La vida le puso pruebas muy duras, pese a ello no perdió la fe ni la dulzura. Las vicisitudes fortalecieron su espíritu, alimentaron su corazón y eso se demuestra en su trabajo desinteresado en favor de niños y adolescentes vulnerables, víctimas de violencia, a quienes apoya dándoles acceso a la justicia.
Hace 16 años, la abogada Roxana Pérez del Castillo se divorció de su primer esposo. En aquel entonces tenía 23 años, era la madre de tres niños y solo había culminado el bachillerato. “Al poco tiempo murió mi papá y al mes y medio mi mamá. De pronto, sin saberlo me había subsumido en uno de los sectores vulnerables de la sociedad. Era madre, divorciada, no era profesional y me había quedado huérfana”.
Su infancia la había pasado fuera del país, por el trabajo de su padre en una entidad internacional y no tenía contactos. Por eso, tras quedar huérfana, su vida dio un giro de 180º porque no contaba con ningún apoyo.
Antes de que su progenitor fallezca, Roxana le dijo que quería trabajar, estudiar y ser profesional como él. Cumplió su anhelo a sus 27 años porque ganó una beca en la Universidad Privada de Bolivia que le permitió hacer la carrera de Derecho. Luego se especializó en Europa. “Cursaba apenas mi primer semestre, mucha gente me decía que deje la carrera, que me case nuevamente o me vaya a otro país. Eran consejos y sugerencias que reflejan una sociedad indolente frente a la realidad de millones de mujeres”.
Sin embargo, la abogada no dio el brazo a torcer y trabajó en una serie de oficios para mantener a sus hijos, pagar el alquiler de su casa y seguir estudiando. “Miré a los ojos a mi destino y vi el reflejo de mis hijos en él, ello acompañado por el eco del amor de mis papás, me llevó a educarme”.
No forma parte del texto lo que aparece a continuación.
//! 存储层集成测试
//!
//! 覆盖工厂选择、memory 后端的 CRUD 与包围盒查询。

use chrono::{Duration, Utc};

use geodiscounts::config::DatabaseConfig;
use geodiscounts::repository::{NewDiscount, NewRetailer, RepositoryFactory};
use geodiscounts::utils::Coordinate;

fn memory_config() -> DatabaseConfig {
    DatabaseConfig {
        backend: "memory".to_string(),
        ..Default::default()
    }
}

fn retailer_at(name: &str, lat: f64, lon: f64) -> NewRetailer {
    NewRetailer {
        name: name.to_string(),
        contact_info: Some("info@example.com".to_string()),
        coordinate: Coordinate::new(lat, lon),
    }
}

fn discount_at(retailer_id: i64, code: &str, lat: f64, lon: f64) -> NewDiscount {
    NewDiscount {
        retailer_id,
        description: format!("Discount {code}"),
        discount_code: code.to_string(),
        discount_value: 15.0,
        is_active: true,
        expiration_date: Utc::now() + Duration::days(30),
        coordinate: Coordinate::new(lat, lon),
    }
}

#[tokio::test]
async fn factory_rejects_unknown_backend() {
    let config = DatabaseConfig {
        backend: "cassandra".to_string(),
        ..Default::default()
    };

    assert!(RepositoryFactory::create(&config).await.is_err());
}

#[tokio::test]
async fn factory_creates_memory_backend() {
    let repo = RepositoryFactory::create(&memory_config()).await.unwrap();

    let backend = repo.get_backend_config().await;
    assert_eq!(backend.storage_type, "memory");
}

#[tokio::test]
async fn discount_crud_roundtrip() {
    let repo = RepositoryFactory::create(&memory_config()).await.unwrap();

    let retailer = repo
        .insert_retailer(retailer_at("Corner Store", 37.751, -97.822))
        .await
        .unwrap();

    let created = repo
        .insert_discount(discount_at(retailer.id, "SAVE15", 37.751, -97.822))
        .await
        .unwrap();

    let fetched = repo.get_discount(created.id).await.unwrap();
    assert_eq!(fetched.discount_code, "SAVE15");
    assert_eq!(fetched.retailer_id, retailer.id);

    assert_eq!(repo.count_discounts().await.unwrap(), 1);

    repo.remove_discount(created.id).await.unwrap();
    assert!(repo.get_discount(created.id).await.is_none());
    assert_eq!(repo.count_discounts().await.unwrap(), 0);
}

#[tokio::test]
async fn remove_missing_records_errors() {
    let repo = RepositoryFactory::create(&memory_config()).await.unwrap();

    assert!(repo.remove_discount(999).await.is_err());
    assert!(repo.remove_retailer(999).await.is_err());
}

#[tokio::test]
async fn within_prefilters_candidates() {
    let repo = RepositoryFactory::create(&memory_config()).await.unwrap();
    let center = Coordinate::new(37.751, -97.822);

    let retailer = repo
        .insert_retailer(retailer_at("Corner Store", 37.751, -97.822))
        .await
        .unwrap();

    // 约 2 km 北侧
    repo.insert_discount(discount_at(retailer.id, "NEAR", 37.769, -97.822))
        .await
        .unwrap();
    // 巴黎，远在包围盒之外
    repo.insert_discount(discount_at(retailer.id, "FAR", 48.8566, 2.3522))
        .await
        .unwrap();

    let candidates = repo.discounts_within(&center, 10.0).await.unwrap();
    assert_eq!(candidates.len(), 1);
    assert_eq!(candidates[0].discount_code, "NEAR");

    let retailers = repo.retailers_within(&center, 10.0).await.unwrap();
    assert_eq!(retailers.len(), 1);
}

#[tokio::test]
async fn sqlite_backend_roundtrip() {
    let temp_dir = tempfile::TempDir::new().expect("创建临时目录失败");
    let db_path = temp_dir.path().join("repository_test.db");
    let config = DatabaseConfig {
        backend: "sqlite".to_string(),
        database_url: format!("sqlite://{}?mode=rwc", db_path.display()),
        ..Default::default()
    };

    let repo = RepositoryFactory::create(&config).await.unwrap();
    assert_eq!(repo.get_backend_config().await.storage_type, "sqlite");

    let retailer = repo
        .insert_retailer(retailer_at("SQLite Store", 37.751, -97.822))
        .await
        .unwrap();
    let discount = repo
        .insert_discount(discount_at(retailer.id, "SQL10", 37.751, -97.822))
        .await
        .unwrap();

    let fetched = repo.get_discount(discount.id).await.unwrap();
    assert_eq!(fetched.discount_code, "SQL10");

    let center = Coordinate::new(37.751, -97.822);
    let nearby = repo.discounts_within(&center, 5.0).await.unwrap();
    assert_eq!(nearby.len(), 1);

    // 级联删除：删除商家后其折扣一并消失
    repo.remove_retailer(retailer.id).await.unwrap();
    assert!(repo.get_discount(discount.id).await.is_none());
}

#[tokio::test]
async fn load_all_returns_everything() {
    let repo = RepositoryFactory::create(&memory_config()).await.unwrap();

    let retailer = repo
        .insert_retailer(retailer_at("Store A", 10.0, 10.0))
        .await
        .unwrap();

    let mut inactive = discount_at(retailer.id, "INACTIVE", 10.0, 10.0);
    inactive.is_active = false;
    repo.insert_discount(inactive).await.unwrap();
    repo.insert_discount(discount_at(retailer.id, "LIVE", 10.0, 10.0))
        .await
        .unwrap();

    // load_discounts 不做有效性过滤，管理端需要看到全部
    assert_eq!(repo.load_discounts().await.len(), 2);

    // 空间查询只返回有效折扣
    let center = Coordinate::new(10.0, 10.0);
    assert_eq!(repo.discounts_within(&center, 5.0).await.unwrap().len(), 1);
}
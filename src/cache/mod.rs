//! 位置缓存模块
//!
//! IP → ResolvedLocation 的缓存层，支持三种后端：
//! - `memory`: moka 进程内缓存（默认）
//! - `redis`: Redis 共享缓存，多实例部署用
//! - `none`: 禁用缓存
//!
//! 通过 `cache.type` 配置项选择。

mod memory;
mod none;
mod redis;
mod traits;

use std::sync::Arc;

use tracing::info;

use crate::config::CacheConfig;
use crate::errors::{GeodiscountError, Result};

pub use memory::MokaLocationCache;
pub use none::NullLocationCache;
pub use self::redis::RedisLocationCache;
pub use traits::{CacheResult, LocationCache};

/// 缓存工厂
pub struct CacheFactory;

impl CacheFactory {
    /// 根据配置创建缓存后端
    pub fn create(config: &CacheConfig) -> Result<Arc<dyn LocationCache>> {
        let cache: Arc<dyn LocationCache> = match config.cache_type.as_str() {
            "memory" => Arc::new(MokaLocationCache::new(config)),
            "redis" => Arc::new(RedisLocationCache::new(config)?),
            "none" => Arc::new(NullLocationCache),
            other => {
                return Err(GeodiscountError::cache_plugin_not_found(format!(
                    "Unknown cache type: {other}"
                )));
            }
        };

        info!("Cache backend initialized: {}", config.cache_type);

        Ok(cache)
    }
}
El camino no fue fácil, más aún en una sociedad donde ser mujer, joven y atractiva la tornaba vulnerable a los estigmas. “Siempre demostré que a donde llegué fue por mi esfuerzo y no por un favor. Aprendí a moverme en un mundo patriarcal y a que me respeten”. Cada peldaño que subió y cada desafío le dieron gran fortaleza, sin amargar su corazón y una prueba de ello es que Roxana se siente agradecida. “Prepararme y capacitarme fue difícil, sin duda, pero me trajo donde estoy, paso a paso”. La pareja también fue otro premio, se casó con un hombre de quien dice le aportó mucho en su crecimiento, la llenó de amor y tuvo con él a su cuarta hija.